------ SUPPLIED ENTRIES
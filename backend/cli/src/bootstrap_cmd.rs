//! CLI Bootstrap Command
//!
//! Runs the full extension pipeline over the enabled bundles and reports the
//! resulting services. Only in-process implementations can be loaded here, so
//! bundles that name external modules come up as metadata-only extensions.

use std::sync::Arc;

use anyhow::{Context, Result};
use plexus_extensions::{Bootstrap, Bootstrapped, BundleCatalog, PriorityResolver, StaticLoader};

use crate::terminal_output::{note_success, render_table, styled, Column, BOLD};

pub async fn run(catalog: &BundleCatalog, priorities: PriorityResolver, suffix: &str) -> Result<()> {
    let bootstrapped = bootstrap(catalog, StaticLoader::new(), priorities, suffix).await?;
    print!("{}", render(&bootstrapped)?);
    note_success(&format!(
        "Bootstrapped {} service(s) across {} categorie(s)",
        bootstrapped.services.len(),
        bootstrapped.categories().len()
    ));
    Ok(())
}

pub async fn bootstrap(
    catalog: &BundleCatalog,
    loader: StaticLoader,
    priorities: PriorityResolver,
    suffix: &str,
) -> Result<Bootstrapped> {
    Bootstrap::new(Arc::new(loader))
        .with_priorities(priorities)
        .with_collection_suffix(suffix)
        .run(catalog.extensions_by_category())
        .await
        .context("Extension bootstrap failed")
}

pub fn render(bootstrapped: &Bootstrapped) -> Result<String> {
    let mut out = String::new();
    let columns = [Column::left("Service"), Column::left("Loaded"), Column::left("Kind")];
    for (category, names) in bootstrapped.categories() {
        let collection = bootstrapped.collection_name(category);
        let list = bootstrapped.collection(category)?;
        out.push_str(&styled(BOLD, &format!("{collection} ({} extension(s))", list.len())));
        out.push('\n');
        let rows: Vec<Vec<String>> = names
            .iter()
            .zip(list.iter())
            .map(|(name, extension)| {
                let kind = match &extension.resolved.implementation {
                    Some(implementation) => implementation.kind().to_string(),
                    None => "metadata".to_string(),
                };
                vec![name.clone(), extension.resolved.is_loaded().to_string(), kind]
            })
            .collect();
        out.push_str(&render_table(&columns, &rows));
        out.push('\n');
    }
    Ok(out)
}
------------
------ SUPPLIED ENTRIES
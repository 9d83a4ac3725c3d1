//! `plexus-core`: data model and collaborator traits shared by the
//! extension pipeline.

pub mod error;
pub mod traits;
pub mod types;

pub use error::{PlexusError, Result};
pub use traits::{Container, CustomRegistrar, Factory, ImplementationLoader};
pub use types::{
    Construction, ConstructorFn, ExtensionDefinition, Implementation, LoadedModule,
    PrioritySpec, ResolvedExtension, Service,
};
------------
> _WORK REQUEST_
Go through the entries above and pull out each line with "bundles" in it.

> _PROBLEM SOLUTION_
//! Runs the full extension pipeline over the enabled bundles and reports the
//! bundles that name external modules come up as metadata-only extensions.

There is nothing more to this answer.